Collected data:
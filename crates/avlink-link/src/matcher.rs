//! Response pattern matching.
//!
//! A [`ResponseMatcher`] holds the response patterns of a device model in
//! load order. A line is tried against each pattern in turn and the first
//! pattern that matches at the start of the line wins. Well-formed models
//! have disjoint patterns; when two can match the same line, the one that
//! was added first is used and the overlap is the model author's problem.

use std::collections::BTreeMap;

use regex::Regex;

use avlink_core::types::ResponseMatch;

/// Match `line` against one pattern.
///
/// The match must start at the beginning of the line; it may stop before
/// the end. Named groups that did not take part in the match are left out
/// of the fields.
pub fn match_pattern(action_id: &str, pattern: &Regex, line: &str) -> Option<ResponseMatch> {
    let caps = pattern.captures(line)?;
    if caps.get(0).map_or(true, |m| m.start() != 0) {
        return None;
    }
    let fields: BTreeMap<String, String> = pattern
        .capture_names()
        .flatten()
        .filter_map(|name| {
            caps.name(name)
                .map(|m| (name.to_string(), m.as_str().to_string()))
        })
        .collect();
    Some(ResponseMatch {
        action_id: action_id.to_string(),
        fields,
    })
}

/// Ordered library of response patterns keyed by action id.
#[derive(Debug, Clone, Default)]
pub struct ResponseMatcher {
    patterns: Vec<(String, Regex)>,
}

impl ResponseMatcher {
    pub fn new() -> Self {
        Self::default()
    }

    /// Append a pattern; earlier patterns take priority.
    pub fn add(&mut self, action_id: impl Into<String>, pattern: Regex) {
        self.patterns.push((action_id.into(), pattern));
    }

    /// Try every pattern in load order and return the first match.
    pub fn match_line(&self, line: &str) -> Option<ResponseMatch> {
        self.patterns
            .iter()
            .find_map(|(id, re)| match_pattern(id, re, line))
    }

    /// Pattern registered for `action_id`, if any.
    pub fn pattern(&self, action_id: &str) -> Option<&Regex> {
        self.patterns
            .iter()
            .find(|(id, _)| id == action_id)
            .map(|(_, re)| re)
    }

    pub fn len(&self) -> usize {
        self.patterns.len()
    }

    pub fn is_empty(&self) -> bool {
        self.patterns.is_empty()
    }
}

impl<S: Into<String>> FromIterator<(S, Regex)> for ResponseMatcher {
    fn from_iter<I: IntoIterator<Item = (S, Regex)>>(iter: I) -> Self {
        let mut matcher = ResponseMatcher::new();
        for (id, re) in iter {
            matcher.add(id, re);
        }
        matcher
    }
}

#[cfg(test)]
mod tests {
    use super::*;
    use pretty_assertions::assert_eq;

    fn re(pattern: &str) -> Regex {
        Regex::new(pattern).unwrap()
    }

    fn fields(pairs: &[(&str, &str)]) -> BTreeMap<String, String> {
        pairs
            .iter()
            .map(|(k, v)| (k.to_string(), v.to_string()))
            .collect()
    }

    #[test]
    fn extracts_named_groups() {
        let m = match_pattern(
            "power.on",
            &re(r"PWR(?P<zone>\d)=(?P<state>\d)\r"),
            "PWR3=1\r",
        )
        .unwrap();
        assert_eq!(m.action_id, "power.on");
        assert_eq!(m.fields, fields(&[("zone", "3"), ("state", "1")]));
    }

    #[test]
    fn match_must_start_at_line_start() {
        let pattern = re(r"VOL(?P<level>\d+)");
        assert!(match_pattern("volume.get", &pattern, "XVOL10").is_none());
        assert!(match_pattern("volume.get", &pattern, "VOL10 trailing").is_some());
    }

    #[test]
    fn values_are_not_coerced() {
        let m = match_pattern("volume.get", &re(r"VOL(?P<level>-?\d+)"), "VOL-07").unwrap();
        assert_eq!(m.fields["level"], "-07");
    }

    #[test]
    fn unmatched_optional_group_is_omitted() {
        let pattern = re(r"SRC(?P<input>\d)(?:,(?P<name>\w+))?");
        let m = match_pattern("source.get", &pattern, "SRC2").unwrap();
        assert_eq!(m.fields, fields(&[("input", "2")]));
    }

    #[test]
    fn first_configured_pattern_wins() {
        let matcher: ResponseMatcher = vec![
            ("power.get", re(r"PWR(?P<state>\d)")),
            ("power.any", re(r"PWR(?P<raw>.*)")),
        ]
        .into_iter()
        .collect();

        let m = matcher.match_line("PWR1\r").unwrap();
        assert_eq!(m.action_id, "power.get");
        assert_eq!(matcher.match_line("PWRX\r").unwrap().action_id, "power.any");
    }

    #[test]
    fn no_match_returns_none() {
        let mut matcher = ResponseMatcher::new();
        matcher.add("power.get", re(r"PWR(?P<state>\d)"));
        assert!(matcher.match_line("#ERR\r").is_none());
        assert!(ResponseMatcher::new().match_line("PWR1").is_none());
    }

    #[test]
    fn pattern_lookup_by_action() {
        let mut matcher = ResponseMatcher::new();
        matcher.add("power.get", re(r"PWR(?P<state>\d)"));
        assert!(matcher.pattern("power.get").is_some());
        assert!(matcher.pattern("volume.get").is_none());
        assert_eq!(matcher.len(), 1);
        assert!(!matcher.is_empty());
    }
}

Work to complete =
Go through the entries above and write each one out exactly.

Exercise answer =
filename crates/avlink-link/src/matcher.rs
//! Response pattern matching.
//!
//! A [`ResponseMatcher`] holds the response patterns of a device model in
//! load order. A line is tried against each pattern in turn and the first
//! pattern that matches at the start of the line wins. Well-formed models
//! have disjoint patterns; when two can match the same line, the one that
//! was added first is used and the overlap is the model author's problem.

use std::collections::BTreeMap;

use regex::Regex;

use avlink_core::types::ResponseMatch;

/// Match `line` against one pattern.
///
/// The match must start at the beginning of the line; it may stop before
/// the end. Named groups that did not take part in the match are left out
/// of the fields.
pub fn match_pattern(action_id: &str, pattern: &Regex, line: &str) -> Option<ResponseMatch> {
    let caps = pattern.captures(line)?;
    if caps.get(0).map_or(true, |m| m.start() != 0) {
        return None;
    }
    let fields: BTreeMap<String, String> = pattern
        .capture_names()
        .flatten()
        .filter_map(|name| {
            caps.name(name)
                .map(|m| (name.to_string(), m.as_str().to_string()))
        })
        .collect();
    Some(ResponseMatch {
        action_id: action_id.to_string(),
        fields,
    })
}

/// Ordered library of response patterns keyed by action id.
#[derive(Debug, Clone, Default)]
pub struct ResponseMatcher {
    patterns: Vec<(String, Regex)>,
}

impl ResponseMatcher {
    pub fn new() -> Self {
        Self::default()
    }

    /// Append a pattern; earlier patterns take priority.
    pub fn add(&mut self, action_id: impl Into<String>, pattern: Regex) {
        self.patterns.push((action_id.into(), pattern));
    }

    /// Try every pattern in load order and return the first match.
    pub fn match_line(&self, line: &str) -> Option<ResponseMatch> {
        self.patterns
            .iter()
            .find_map(|(id, re)| match_pattern(id, re, line))
    }

    /// Pattern registered for `action_id`, if any.
    pub fn pattern(&self, action_id: &str) -> Option<&Regex> {
        self.patterns
            .iter()
            .find(|(id, _)| id == action_id)
            .map(|(_, re)| re)
    }

    pub fn len(&self) -> usize {
        self.patterns.len()
    }

    pub fn is_empty(&self) -> bool {
        self.patterns.is_empty()
    }
}

impl<S: Into<String>> FromIterator<(S, Regex)> for ResponseMatcher {
    fn from_iter<I: IntoIterator<Item = (S, Regex)>>(iter: I) -> Self {
        let mut matcher = ResponseMatcher::new();
        for (id, re) in iter {
            matcher.add(id, re);
        }
        matcher
    }
}

#[cfg(test)]
mod tests {
    use super::*;
    use pretty_assertions::assert_eq;

    fn re(pattern: &str) -> Regex {
        Regex::new(pattern).unwrap()
    }

    fn fields(pairs: &[(&str, &str)]) -> BTreeMap<String, String> {
        pairs
            .iter()
            .map(|(k, v)| (k.to_string(), v.to_string()))
            .collect()
    }

    #[test]
    fn extracts_named_groups() {
        let m = match_pattern(
            "power.on",
            &re(r"PWR(?P<zone>\d)=(?P<state>\d)\r"),
            "PWR3=1\r",
        )
        .unwrap();
        assert_eq!(m.action_id, "power.on");
        assert_eq!(m.fields, fields(&[("zone", "3"), ("state", "1")]));
    }

    #[test]
    fn match_must_start_at_line_start() {
        let pattern = re(r"VOL(?P<level>\d+)");
        assert!(match_pattern("volume.get", &pattern, "XVOL10").is_none());
        assert!(match_pattern("volume.get", &pattern, "VOL10 trailing").is_some());
    }

    #[test]
    fn values_are_not_coerced() {
        let m = match_pattern("volume.get", &re(r"VOL(?P<level>-?\d+)"), "VOL-07").unwrap();
        assert_eq!(m.fields["level"], "-07");
    }

    #[test]
    fn unmatched_optional_group_is_omitted() {
        let pattern = re(r"SRC(?P<input>\d)(?:,(?P<name>\w+))?");
        let m = match_pattern("source.get", &pattern, "SRC2").unwrap();
        assert_eq!(m.fields, fields(&[("input", "2")]));
    }

    #[test]
    fn first_configured_pattern_wins() {
        let matcher: ResponseMatcher = vec![
            ("power.get", re(r"PWR(?P<state>\d)")),
            ("power.any", re(r"PWR(?P<raw>.*)")),
        ]
        .into_iter()
        .collect();

        let m = matcher.match_line("PWR1\r").unwrap();
        assert_eq!(m.action_id, "power.get");
        assert_eq!(matcher.match_line("PWRX\r").unwrap().action_id, "power.any");
    }

    #[test]
    fn no_match_returns_none() {
        let mut matcher = ResponseMatcher::new();
        matcher.add("power.get", re(r"PWR(?P<state>\d)"));
        assert!(matcher.match_line("#ERR\r").is_none());
        assert!(ResponseMatcher::new().match_line("PWR1").is_none());
    }

    #[test]
    fn pattern_lookup_by_action() {
        let mut matcher = ResponseMatcher::new();
        matcher.add("power.get", re(r"PWR(?P<state>\d)"));
        assert!(matcher.pattern("power.get").is_some());
        assert!(matcher.pattern("volume.get").is_none());
        assert_eq!(matcher.len(), 1);
        assert!(!matcher.is_empty());
    }
}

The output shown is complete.